• RECORDS FOR THE TASK
//! BAM pacing worker.
use super::{J1939Engine, Worker};
use crate::error::J1939Error;
use crate::protocol::transport::traits::can_bus::CanTx;
use crate::protocol::transport::traits::korri_timer::KorriTimer;
use embassy_sync::blocking_mutex::raw::RawMutex;
use futures_util::future::{select, Either};
use futures_util::pin_mut;

impl<M: RawMutex, T: CanTx> J1939Engine<M, T> {
    /// Throttle worker: sole consumer of the BAM queue. Each queued frame,
    /// BAM announce or TP.DT, is sent `bam_interval_ms` after the previous
    /// one, so receivers always see the mandated gap.
    ///
    /// Returns `Ok(())` on shutdown; a send failure stops the worker unless
    /// `ignore_send_errors` is set.
    pub async fn run_throttler<K: KorriTimer>(
        &self,
        mut timer: K,
    ) -> Result<(), J1939Error<T::Error>> {
        if !self.start_worker(Worker::Throttler) {
            return Ok(());
        }

        let result = loop {
            let frame = {
                let stop = self.throttler_stop.wait();
                let next = self.throttle_queue.receive();
                pin_mut!(stop);
                pin_mut!(next);
                match select(stop, next).await {
                    Either::Left(_) => break Ok(()),
                    Either::Right((frame, _)) => frame,
                }
            };

            {
                let stop = self.throttler_stop.wait();
                let gap = timer.delay_ms(self.config.bam_interval_ms);
                pin_mut!(stop);
                pin_mut!(gap);
                if let Either::Left(_) = select(stop, gap).await {
                    break Ok(());
                }
            }

            if let Err(err) = self.transmit(&frame).await {
                break Err(J1939Error::Transport(err));
            }
        };

        self.throttler_done.signal(());

        #[cfg(feature = "defmt")]
        defmt::info!("J1939 throttler stopped");

        result
    }
}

• WHAT YOU SHOULD DO
Repeat every line exactly, starting with the first line of the entries, and stop once the line containing "impl<M: RawMutex, T: CanTx>" has been given.

• YOUR SOLUTION
//! BAM pacing worker.
use super::{J1939Engine, Worker};
use crate::error::J1939Error;
use crate::protocol::transport::traits::can_bus::CanTx;
use crate::protocol::transport::traits::korri_timer::KorriTimer;
use embassy_sync::blocking_mutex::raw::RawMutex;
use futures_util::future::{select, Either};
use futures_util::pin_mut;

impl<M: RawMutex, T: CanTx> J1939Engine<M, T> {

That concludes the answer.